Luego, regresa a México, donde se desempeña como director general de Educación Pública del Estado de Puebla. Conoce a Isabel Lombardo Toledano, veinte años menor que él, y se casa. La situación le es adversa y pierde su cargo. Entonces, le escribe a su amigo Rafael Alberto Arrieta, quien le consigue tres cátedras de Castellano en el colegio secundario Rafael Hernández, dependiente de la Universidad Nacional de La Plata. Así comienza a formar hombres y lectores con la sabia humildad de los grandes, con la sencillez de los verdaderos eruditos, con una mezcla de «entusiasmo» y de «moderación reflexiva»[8]. Como dice su madre, la gran poetisa y educadora dominicana Salomé Ureña, en un poema que le dedica cuando cumple seis años, «la fiebre de la vida lo sacude»[9].

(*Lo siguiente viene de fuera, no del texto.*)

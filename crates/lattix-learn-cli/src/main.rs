//! lattix-learn CLI - train knowledge graph embeddings from the command line.
//!
//! # Usage
//!
//! ```bash
//! # Train TransE on a tab-separated triple file, 8 worker threads
//! lattix-learn train triples.tsv --dim 100 --epochs 500 --threads 8 --out model/
//!
//! # Same, hyperparameters from JSON, checkpoint every 50 epochs
//! lattix-learn train triples.tsv --config params.json --store-every 50 --out model/
//!
//! # Show what a stored model contains
//! lattix-learn inspect model/
//! ```
//!
//! Log verbosity follows `RUST_LOG` (default `info`).

use anyhow::{bail, Context, Result};
use clap::{Parser, Subcommand};
use indicatif::{ProgressBar, ProgressStyle};
use lattix_learn::persistence::read_meta;
use lattix_learn::scoring::strategy_for;
use lattix_learn::{
    load_model, LearnParams, Learner, ModelKind, RankValidator, ShuffledBatcher, StopReason, Triple, TripleSet,
    Validator,
};
use std::collections::HashMap;
use std::fs;
use std::io::{BufRead, BufReader, Write};
use std::path::{Path, PathBuf};
use std::time::Instant;
use tracing::info;
use tracing_subscriber::EnvFilter;

#[derive(Parser)]
#[command(name = "lattix-learn")]
#[command(about = "Knowledge graph embedding trainer", long_about = None)]
struct Cli {
    #[command(subcommand)]
    command: Commands,
}

#[derive(Subcommand)]
enum Commands {
    /// Train embeddings from a `head<TAB>relation<TAB>tail` file
    Train(TrainArgs),

    /// Show the shape and layout of a stored model
    Inspect {
        /// Model directory
        dir: PathBuf,

        /// Also load every shard
        #[arg(long)]
        verify: bool,
    },
}

#[derive(clap::Args)]
struct TrainArgs {
    /// Input triples (TSV, labels are arbitrary strings)
    input: PathBuf,

    /// JSON file with hyperparameters; flags below override it
    #[arg(long)]
    config: Option<PathBuf>,

    /// Output directory for checkpoints and the final model
    #[arg(short, long)]
    out: Option<PathBuf>,

    #[arg(long)]
    model: Option<ModelKind>,

    #[arg(long)]
    dim: Option<usize>,

    #[arg(long)]
    epochs: Option<u32>,

    #[arg(long)]
    margin: Option<f32>,

    #[arg(long = "lr")]
    learning_rate: Option<f32>,

    #[arg(long)]
    batch_size: Option<usize>,

    /// Use AdaGrad instead of plain SGD
    #[arg(long)]
    adagrad: bool,

    /// Training worker threads
    #[arg(long)]
    threads: Option<usize>,

    /// Checkpoint writer threads
    #[arg(long)]
    store_threads: Option<usize>,

    /// Validate every N epochs
    #[arg(long)]
    eval_every: Option<u32>,

    /// Checkpoint every N epochs (needs --out)
    #[arg(long)]
    store_every: Option<u32>,

    /// Gzip checkpoint shards
    #[arg(long)]
    compress: bool,

    /// Write per-update gradient traces to this CSV file
    #[arg(long)]
    trace: Option<PathBuf>,

    /// Fraction of triples held out for validation
    #[arg(long)]
    valid: Option<f32>,

    /// Fraction of triples held out for testing
    #[arg(long)]
    test: Option<f32>,

    /// Corrupted copies per positive triple
    #[arg(long)]
    numneg: Option<usize>,

    /// Stop once the violation rate improves by less than this per epoch
    #[arg(long)]
    feedback_threshold: Option<f64>,

    /// Epochs that always run before the early stop is consulted
    #[arg(long, default_value = "2")]
    feedback_min_epochs: u32,

    #[arg(long)]
    seed: Option<u64>,

    /// Continue from a stored model
    #[arg(long)]
    warm_start: Option<PathBuf>,
}

fn main() -> Result<()> {
    tracing_subscriber::fmt()
        .with_env_filter(EnvFilter::try_from_default_env().unwrap_or_else(|_| EnvFilter::new("info")))
        .with_writer(std::io::stderr)
        .init();

    let cli = Cli::parse();

    match cli.command {
        Commands::Train(args) => cmd_train(args),
        Commands::Inspect { dir, verify } => cmd_inspect(&dir, verify),
    }
}

/// Label <-> dense id mapping, in first-seen order.
#[derive(Default)]
struct Vocab {
    ids: HashMap<String, u64>,
    labels: Vec<String>,
}

impl Vocab {
    fn id(&mut self, label: &str) -> u64 {
        if let Some(&id) = self.ids.get(label) {
            return id;
        }
        let id = self.labels.len() as u64;
        self.ids.insert(label.to_string(), id);
        self.labels.push(label.to_string());
        id
    }

    fn len(&self) -> usize {
        self.labels.len()
    }

    fn write(&self, path: &Path) -> Result<()> {
        let mut out = fs::File::create(path).with_context(|| format!("Failed to create {}", path.display()))?;
        for (id, label) in self.labels.iter().enumerate() {
            writeln!(out, "{id}\t{label}")?;
        }
        Ok(())
    }
}

fn load_triples(path: &Path) -> Result<(TripleSet, Vocab, Vocab)> {
    let file = fs::File::open(path).with_context(|| format!("Failed to open {}", path.display()))?;
    let mut entities = Vocab::default();
    let mut relations = Vocab::default();
    let mut triples = Vec::new();

    for (n, line) in BufReader::new(file).lines().enumerate() {
        let line = line.with_context(|| format!("Failed to read {}", path.display()))?;
        let line = line.trim();
        if line.is_empty() || line.starts_with('#') {
            continue;
        }
        let fields: Vec<&str> = line.split('\t').collect();
        if fields.len() != 3 {
            bail!("{}:{}: expected 3 tab-separated fields, found {}", path.display(), n + 1, fields.len());
        }
        let head = entities.id(fields[0]);
        let relation = relations.id(fields[1]);
        let tail = entities.id(fields[2]);
        triples.push(Triple::new(head, relation, tail));
    }
    if triples.is_empty() {
        bail!("{} contains no triples", path.display());
    }

    let set = TripleSet::with_counts(triples, entities.len(), relations.len())?;
    Ok((set, entities, relations))
}

fn build_params(args: &TrainArgs, set: &TripleSet) -> Result<LearnParams> {
    let mut params = match &args.config {
        Some(path) => {
            LearnParams::from_json_file(path).with_context(|| format!("Failed to load config {}", path.display()))?
        }
        None => LearnParams::default(),
    };
    params.ne = set.num_entities();
    params.nr = set.num_relations();

    if let Some(v) = args.model {
        params.model = v;
    }
    if let Some(v) = args.dim {
        params.dim = v;
    }
    if let Some(v) = args.epochs {
        params.epochs = v;
    }
    if let Some(v) = args.margin {
        params.margin = v;
    }
    if let Some(v) = args.learning_rate {
        params.learning_rate = v;
    }
    if let Some(v) = args.batch_size {
        params.batch_size = v;
    }
    if args.adagrad {
        params.adagrad = true;
    }
    if let Some(v) = args.threads {
        params.nthreads = v;
    }
    if let Some(v) = args.store_threads {
        params.nstorethreads = v;
    }
    if let Some(v) = args.eval_every {
        params.evalits = v;
    }
    if let Some(v) = args.store_every {
        params.storeits = v;
    }
    if let Some(dir) = &args.out {
        params.storefolder = Some(dir.clone());
    }
    if args.compress {
        params.compress_storage = true;
    }
    if let Some(v) = &args.trace {
        params.filetrace = Some(v.clone());
    }
    if let Some(v) = args.valid {
        params.valid = v;
    }
    if let Some(v) = args.test {
        params.test = v;
    }
    if let Some(v) = args.numneg {
        params.numneg = v;
    }
    if let Some(threshold) = args.feedback_threshold {
        params = params.with_feedback(threshold, args.feedback_min_epochs);
    }
    if let Some(v) = args.seed {
        params.seed = v;
    }

    params.validate().context("Invalid training parameters")?;
    Ok(params)
}

fn cmd_train(args: TrainArgs) -> Result<()> {
    let start = Instant::now();
    let (set, entities, relations) = load_triples(&args.input)?;
    let params = build_params(&args, &set)?;
    info!(
        triples = set.len(),
        entities = entities.len(),
        relations = relations.len(),
        "loaded {}",
        args.input.display()
    );

    let split = set.split(params.valid, params.test, params.seed)?;
    let mut source = ShuffledBatcher::new(&split.train, params.numneg, params.seed);

    let pb = ProgressBar::new(u64::from(params.epochs));
    pb.set_style(
        ProgressStyle::with_template("{spinner} [{elapsed_precise}] {bar:40} {pos}/{len} epochs {msg}")
            .unwrap_or_else(|_| ProgressStyle::default_bar()),
    );
    let progress = pb.clone();

    let mut learner = Learner::new(params.clone())?.on_epoch(move |stats| {
        progress.inc(1);
        progress.set_message(format!(
            "violations {:.4} conflicts {}",
            stats.violation_rate(),
            stats.conflicts
        ));
    });
    if !split.valid.is_empty() {
        learner = learner.with_validator(RankValidator::new(split.valid.triples().to_vec()));
    }
    if let Some(dir) = &args.warm_start {
        let model = load_model(dir).with_context(|| format!("Failed to load warm start {}", dir.display()))?;
        learner = learner.with_warm_start(model)?;
    }

    let (model, report) = learner.train(&mut source)?;
    pb.finish_and_clear();

    if let Some(dir) = &params.storefolder {
        fs::create_dir_all(dir).with_context(|| format!("Failed to create {}", dir.display()))?;
        entities.write(&dir.join("entities.tsv"))?;
        relations.write(&dir.join("relations.tsv"))?;
        fs::write(dir.join("params.json"), serde_json::to_string_pretty(&params)?)
            .with_context(|| format!("Failed to write params to {}", dir.display()))?;
    }

    println!("Training Summary");
    println!("================");
    println!("Entities:       {}", set.num_entities());
    println!("Relations:      {}", set.num_relations());
    println!("Triples:        {} train / {} valid / {} test", split.train.len(), split.valid.len(), split.test.len());
    println!("Epochs run:     {}", report.epochs_run());
    match report.stop {
        StopReason::Completed => println!("Stopped:        all epochs completed"),
        StopReason::EarlyStop { epoch, improvement } => {
            println!("Stopped:        early at epoch {epoch} (improvement {improvement:.5})")
        }
    }
    if let Some(last) = report.epochs.last() {
        println!("Violation rate: {:.4}", last.violation_rate());
    }
    println!("Conflicts:      {}", report.total_conflicts());
    if !report.checkpoints.is_empty() {
        println!(
            "Checkpoints:    {} written, {} failed",
            report.checkpoints.len() - report.failed_checkpoints(),
            report.failed_checkpoints()
        );
    }

    if !split.test.is_empty() {
        let strategy = strategy_for(params.model);
        let test = RankValidator::new(split.test.triples().to_vec());
        let result = test.validate(&model.entities, &model.relations, strategy.as_ref())?;
        println!("Test:           {}", result.metrics.summary());
    }
    println!("Elapsed:        {:.2?}", start.elapsed());
    Ok(())
}

fn cmd_inspect(dir: &Path, verify: bool) -> Result<()> {
    let meta = read_meta(dir).with_context(|| format!("Failed to read model metadata in {}", dir.display()))?;

    println!("Model");
    println!("=====");
    println!("Entities:       {}", meta.ne);
    println!("Relations:      {}", meta.nr);
    println!("Dimension:      {}", meta.dim);
    println!("Scoring:        {}", meta.model);
    println!("Epoch:          {}", meta.epoch);
    println!("Compressed:     {}", meta.compressed);
    println!("Shards:         {}", meta.shards.len());
    println!("AdaGrad state:  {}", if meta.has_optimizer_state() { "yes" } else { "no" });

    if verify {
        let start = Instant::now();
        let model = load_model(dir).with_context(|| format!("Failed to load model from {}", dir.display()))?;
        println!(
            "Verified:       {} x {} entity rows loaded in {:.2?}",
            model.num_entities(),
            model.dim(),
            start.elapsed()
        );
    }
    Ok(())
}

Llega a Buenos Aires a fines de junio de 1924 con su esposa y la mayor de sus hijas, Natacha, y se instala primero en una pensión; después, en La Plata, donde nace Sonia, su segunda y última hija. Lo hace después de haber viajado mucho, de entrañar otras culturas: los Estados Unidos (California, La Florida, Nueva York, Minnesota, Chicago), Cuba, México, España, Francia, Centroamérica, etcétera. En La Plata, colabora en la revista Valoraciones, editada entre septiembre de 1923 y mayo de 1928. Luce en sus páginas la pluma del ensayista, su deseo de bajar hasta la raíz de las cosas que anhela decir. Allí conoce a Alejandro Korn, a José Luis Romero y a Ezequiel Martínez Estrada.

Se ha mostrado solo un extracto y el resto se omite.